* **Problem to work on**
Give back every record below, character for character.

(Saved entries)
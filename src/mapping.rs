use std::collections::{BTreeMap, HashMap};

use serde::{Deserialize, Serialize};

use crate::error::{Error, Result};
use crate::placeholders;

/// One compiled field-mapping value. Decided once at configuration time so
/// the send path never re-parses the raw JSON.
#[derive(Debug, Clone, PartialEq, Eq)]
pub enum FieldTemplate {
    Literal(String),
    /// The full catalog token, braces included, e.g. `{{client.name}}`.
    Placeholder(String),
}

/// A field mapping compiled to tagged variants, ready for single-pass
/// resolution against a [`SyncContext`].
#[derive(Debug, Clone, Default)]
pub struct CompiledMapping {
    fields: Vec<(String, FieldTemplate)>,
}

impl CompiledMapping {
    pub fn is_empty(&self) -> bool {
        self.fields.is_empty()
    }

    pub fn fields(&self) -> impl Iterator<Item = (&str, &FieldTemplate)> {
        self.fields.iter().map(|(name, tpl)| (name.as_str(), tpl))
    }
}

/// Compiles a stored mapping. A value is a Placeholder iff the whole string
/// is `{{<token>}}` and the token exists in the catalog; a full-string
/// `{{...}}` with an unknown token fails; anything else, including values
/// that merely contain `{{...}}`, stays a Literal verbatim. Partial
/// interpolation is deliberately unsupported.
pub fn compile(raw: &HashMap<String, String>) -> Result<CompiledMapping> {
    let mut fields = Vec::with_capacity(raw.len());
    // Sort for a deterministic field order independent of map iteration.
    let mut entries: Vec<_> = raw.iter().collect();
    entries.sort_by(|a, b| a.0.cmp(b.0));

    for (name, value) in entries {
        let template = match placeholder_token(value) {
            Some(token) => {
                if placeholders::is_known(token) {
                    FieldTemplate::Placeholder(token.to_string())
                } else {
                    return Err(Error::Mapping(format!(
                        "field '{}' references unknown placeholder token '{}'",
                        name, token
                    )));
                }
            }
            None => FieldTemplate::Literal(value.clone()),
        };
        fields.push((name.clone(), template));
    }

    Ok(CompiledMapping { fields })
}

/// Compiles a mapping stored as raw JSON text (the settings UI persists the
/// operator's edit buffer as-is).
pub fn compile_json(raw: &str) -> Result<CompiledMapping> {
    let parsed: HashMap<String, String> = serde_json::from_str(raw)
        .map_err(|e| Error::Mapping(format!("field mapping is not a valid JSON object of strings: {}", e)))?;
    compile(&parsed)
}

/// Returns the full token (braces included) when the whole value is exactly
/// one `{{...}}` group with no nested braces.
fn placeholder_token(value: &str) -> Option<&str> {
    let inner = value.strip_prefix("{{")?.strip_suffix("}}")?;
    if inner.is_empty() || inner.contains('{') || inner.contains('}') {
        return None;
    }
    Some(value)
}

/// Builds the outbound body: `static_fields` first, then the compiled
/// mapping overlaid. A placeholder with no resolvable context value fails
/// the whole operation: the operator must learn the mapping references a
/// field not present for this invoice, not get a silently blanked value.
pub fn resolve(
    mapping: &CompiledMapping,
    static_fields: &HashMap<String, String>,
    context: &SyncContext,
) -> Result<BTreeMap<String, String>> {
    let mut body: BTreeMap<String, String> = static_fields
        .iter()
        .map(|(k, v)| (k.clone(), v.clone()))
        .collect();

    for (name, template) in mapping.fields() {
        let value = match template {
            FieldTemplate::Literal(text) => text.clone(),
            FieldTemplate::Placeholder(token) => context.value_of(token).ok_or_else(|| {
                Error::Mapping(format!(
                    "field '{}' maps to '{}' but the current invoice context has no value for it",
                    name, token
                ))
            })?,
        };
        body.insert(name.to_string(), value);
    }

    Ok(body)
}

/// The live data a placeholder resolves against, supplied by the caller at
/// send time. The engine never reads business records itself.
#[derive(Debug, Clone, Default, Serialize, Deserialize)]
#[serde(rename_all = "camelCase")]
pub struct SyncContext {
    #[serde(default)]
    pub client: ClientContext,
    #[serde(default)]
    pub invoice: InvoiceContext,
    #[serde(default)]
    pub user: UserContext,
}

#[derive(Debug, Clone, Default, Serialize, Deserialize)]
#[serde(rename_all = "camelCase")]
pub struct ClientContext {
    #[serde(default)]
    pub name: Option<String>,
    #[serde(default)]
    pub email: Option<String>,
    #[serde(default)]
    pub nip: Option<String>,
    #[serde(default)]
    pub bank_account: Option<String>,
    #[serde(default)]
    pub address: Option<String>,
}

#[derive(Debug, Clone, Default, Serialize, Deserialize)]
#[serde(rename_all = "camelCase")]
pub struct InvoiceContext {
    #[serde(default)]
    pub number: Option<String>,
    #[serde(default)]
    pub amount: Option<String>,
    #[serde(default)]
    pub currency: Option<String>,
    #[serde(default)]
    pub date: Option<String>,
    #[serde(default)]
    pub due_date: Option<String>,
}

#[derive(Debug, Clone, Default, Serialize, Deserialize)]
#[serde(rename_all = "camelCase")]
pub struct UserContext {
    #[serde(default)]
    pub name: Option<String>,
    #[serde(default)]
    pub nip: Option<String>,
}

impl SyncContext {
    /// Resolves a catalog token. Empty strings count as missing; an empty
    /// client name in a remote CRM field helps nobody.
    pub fn value_of(&self, token: &str) -> Option<String> {
        let value = match token {
            "{{client.name}}" => &self.client.name,
            "{{client.email}}" => &self.client.email,
            "{{client.nip}}" => &self.client.nip,
            "{{client.bankAccount}}" => &self.client.bank_account,
            "{{client.address}}" => &self.client.address,
            "{{invoice.number}}" => &self.invoice.number,
            "{{invoice.amount}}" => &self.invoice.amount,
            "{{invoice.currency}}" => &self.invoice.currency,
            "{{invoice.date}}" => &self.invoice.date,
            "{{invoice.dueDate}}" => &self.invoice.due_date,
            "{{user.name}}" => &self.user.name,
            "{{user.nip}}" => &self.user.nip,
            _ => &None,
        };
        value.as_deref().filter(|v| !v.is_empty()).map(String::from)
    }
}

#[cfg(test)]
mod tests {
    use super::*;

    #[test]
    fn full_string_token_compiles_to_placeholder() {
        let mut raw = HashMap::new();
        raw.insert("company".to_string(), "{{client.name}}".to_string());
        let compiled = compile(&raw).unwrap();
        let (_, tpl) = compiled.fields().next().unwrap();
        assert_eq!(tpl, &FieldTemplate::Placeholder("{{client.name}}".to_string()));
    }

    #[test]
    fn embedded_token_stays_literal() {
        let mut raw = HashMap::new();
        raw.insert(
            "note".to_string(),
            "invoice for {{client.name}}".to_string(),
        );
        let compiled = compile(&raw).unwrap();
        let (_, tpl) = compiled.fields().next().unwrap();
        assert_eq!(
            tpl,
            &FieldTemplate::Literal("invoice for {{client.name}}".to_string())
        );
    }

    #[test]
    fn adjacent_tokens_stay_literal() {
        // `{{a}}{{b}}` starts and ends with braces but is not one token.
        let mut raw = HashMap::new();
        raw.insert(
            "mixed".to_string(),
            "{{client.name}}{{client.nip}}".to_string(),
        );
        let compiled = compile(&raw).unwrap();
        let (_, tpl) = compiled.fields().next().unwrap();
        assert!(matches!(tpl, FieldTemplate::Literal(_)));
    }

    #[test]
    fn unknown_token_is_rejected() {
        let mut raw = HashMap::new();
        raw.insert("x".to_string(), "{{client.fax}}".to_string());
        assert!(matches!(compile(&raw), Err(Error::Mapping(_))));
    }
}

* **Task response**
filename src/mapping.rs
use std::collections::{BTreeMap, HashMap};

use serde::{Deserialize, Serialize};

use crate::error::{Error, Result};
use crate::placeholders;

/// One compiled field-mapping value. Decided once at configuration time so
/// the send path never re-parses the raw JSON.
#[derive(Debug, Clone, PartialEq, Eq)]
pub enum FieldTemplate {
    Literal(String),
    /// The full catalog token, braces included, e.g. `{{client.name}}`.
    Placeholder(String),
}

/// A field mapping compiled to tagged variants, ready for single-pass
/// resolution against a [`SyncContext`].
#[derive(Debug, Clone, Default)]
pub struct CompiledMapping {
    fields: Vec<(String, FieldTemplate)>,
}

impl CompiledMapping {
    pub fn is_empty(&self) -> bool {
        self.fields.is_empty()
    }

    pub fn fields(&self) -> impl Iterator<Item = (&str, &FieldTemplate)> {
        self.fields.iter().map(|(name, tpl)| (name.as_str(), tpl))
    }
}

/// Compiles a stored mapping. A value is a Placeholder iff the whole string
/// is `{{<token>}}` and the token exists in the catalog; a full-string
/// `{{...}}` with an unknown token fails; anything else, including values
/// that merely contain `{{...}}`, stays a Literal verbatim. Partial
/// interpolation is deliberately unsupported.
pub fn compile(raw: &HashMap<String, String>) -> Result<CompiledMapping> {
    let mut fields = Vec::with_capacity(raw.len());
    // Sort for a deterministic field order independent of map iteration.
    let mut entries: Vec<_> = raw.iter().collect();
    entries.sort_by(|a, b| a.0.cmp(b.0));

    for (name, value) in entries {
        let template = match placeholder_token(value) {
            Some(token) => {
                if placeholders::is_known(token) {
                    FieldTemplate::Placeholder(token.to_string())
                } else {
                    return Err(Error::Mapping(format!(
                        "field '{}' references unknown placeholder token '{}'",
                        name, token
                    )));
                }
            }
            None => FieldTemplate::Literal(value.clone()),
        };
        fields.push((name.clone(), template));
    }

    Ok(CompiledMapping { fields })
}

/// Compiles a mapping stored as raw JSON text (the settings UI persists the
/// operator's edit buffer as-is).
pub fn compile_json(raw: &str) -> Result<CompiledMapping> {
    let parsed: HashMap<String, String> = serde_json::from_str(raw)
        .map_err(|e| Error::Mapping(format!("field mapping is not a valid JSON object of strings: {}", e)))?;
    compile(&parsed)
}

/// Returns the full token (braces included) when the whole value is exactly
/// one `{{...}}` group with no nested braces.
fn placeholder_token(value: &str) -> Option<&str> {
    let inner = value.strip_prefix("{{")?.strip_suffix("}}")?;
    if inner.is_empty() || inner.contains('{') || inner.contains('}') {
        return None;
    }
    Some(value)
}

/// Builds the outbound body: `static_fields` first, then the compiled
/// mapping overlaid. A placeholder with no resolvable context value fails
/// the whole operation: the operator must learn the mapping references a
/// field not present for this invoice, not get a silently blanked value.
pub fn resolve(
    mapping: &CompiledMapping,
    static_fields: &HashMap<String, String>,
    context: &SyncContext,
) -> Result<BTreeMap<String, String>> {
    let mut body: BTreeMap<String, String> = static_fields
        .iter()
        .map(|(k, v)| (k.clone(), v.clone()))
        .collect();

    for (name, template) in mapping.fields() {
        let value = match template {
            FieldTemplate::Literal(text) => text.clone(),
            FieldTemplate::Placeholder(token) => context.value_of(token).ok_or_else(|| {
                Error::Mapping(format!(
                    "field '{}' maps to '{}' but the current invoice context has no value for it",
                    name, token
                ))
            })?,
        };
        body.insert(name.to_string(), value);
    }

    Ok(body)
}

/// The live data a placeholder resolves against, supplied by the caller at
/// send time. The engine never reads business records itself.
#[derive(Debug, Clone, Default, Serialize, Deserialize)]
#[serde(rename_all = "camelCase")]
pub struct SyncContext {
    #[serde(default)]
    pub client: ClientContext,
    #[serde(default)]
    pub invoice: InvoiceContext,
    #[serde(default)]
    pub user: UserContext,
}

#[derive(Debug, Clone, Default, Serialize, Deserialize)]
#[serde(rename_all = "camelCase")]
pub struct ClientContext {
    #[serde(default)]
    pub name: Option<String>,
    #[serde(default)]
    pub email: Option<String>,
    #[serde(default)]
    pub nip: Option<String>,
    #[serde(default)]
    pub bank_account: Option<String>,
    #[serde(default)]
    pub address: Option<String>,
}

#[derive(Debug, Clone, Default, Serialize, Deserialize)]
#[serde(rename_all = "camelCase")]
pub struct InvoiceContext {
    #[serde(default)]
    pub number: Option<String>,
    #[serde(default)]
    pub amount: Option<String>,
    #[serde(default)]
    pub currency: Option<String>,
    #[serde(default)]
    pub date: Option<String>,
    #[serde(default)]
    pub due_date: Option<String>,
}

#[derive(Debug, Clone, Default, Serialize, Deserialize)]
#[serde(rename_all = "camelCase")]
pub struct UserContext {
    #[serde(default)]
    pub name: Option<String>,
    #[serde(default)]
    pub nip: Option<String>,
}

impl SyncContext {
    /// Resolves a catalog token. Empty strings count as missing; an empty
    /// client name in a remote CRM field helps nobody.
    pub fn value_of(&self, token: &str) -> Option<String> {
        let value = match token {
            "{{client.name}}" => &self.client.name,
            "{{client.email}}" => &self.client.email,
            "{{client.nip}}" => &self.client.nip,
            "{{client.bankAccount}}" => &self.client.bank_account,
            "{{client.address}}" => &self.client.address,
            "{{invoice.number}}" => &self.invoice.number,
            "{{invoice.amount}}" => &self.invoice.amount,
            "{{invoice.currency}}" => &self.invoice.currency,
            "{{invoice.date}}" => &self.invoice.date,
            "{{invoice.dueDate}}" => &self.invoice.due_date,
            "{{user.name}}" => &self.user.name,
            "{{user.nip}}" => &self.user.nip,
            _ => &None,
        };
        value.as_deref().filter(|v| !v.is_empty()).map(String::from)
    }
}

#[cfg(test)]
mod tests {
    use super::*;

    #[test]
    fn full_string_token_compiles_to_placeholder() {
        let mut raw = HashMap::new();
        raw.insert("company".to_string(), "{{client.name}}".to_string());
        let compiled = compile(&raw).unwrap();
        let (_, tpl) = compiled.fields().next().unwrap();
        assert_eq!(tpl, &FieldTemplate::Placeholder("{{client.name}}".to_string()));
    }

    #[test]
    fn embedded_token_stays_literal() {
        let mut raw = HashMap::new();
        raw.insert(
            "note".to_string(),
            "invoice for {{client.name}}".to_string(),
        );
        let compiled = compile(&raw).unwrap();
        let (_, tpl) = compiled.fields().next().unwrap();
        assert_eq!(
            tpl,
            &FieldTemplate::Literal("invoice for {{client.name}}".to_string())
        );
    }

    #[test]
    fn adjacent_tokens_stay_literal() {
        // `{{a}}{{b}}` starts and ends with braces but is not one token.
        let mut raw = HashMap::new();
        raw.insert(
            "mixed".to_string(),
            "{{client.name}}{{client.nip}}".to_string(),
        );
        let compiled = compile(&raw).unwrap();
        let (_, tpl) = compiled.fields().next().unwrap();
        assert!(matches!(tpl, FieldTemplate::Literal(_)));
    }

    #[test]
    fn unknown_token_is_rejected() {
        let mut raw = HashMap::new();
        raw.insert("x".to_string(), "{{client.fax}}".to_string());
        assert!(matches!(compile(&raw), Err(Error::Mapping(_))));
    }
}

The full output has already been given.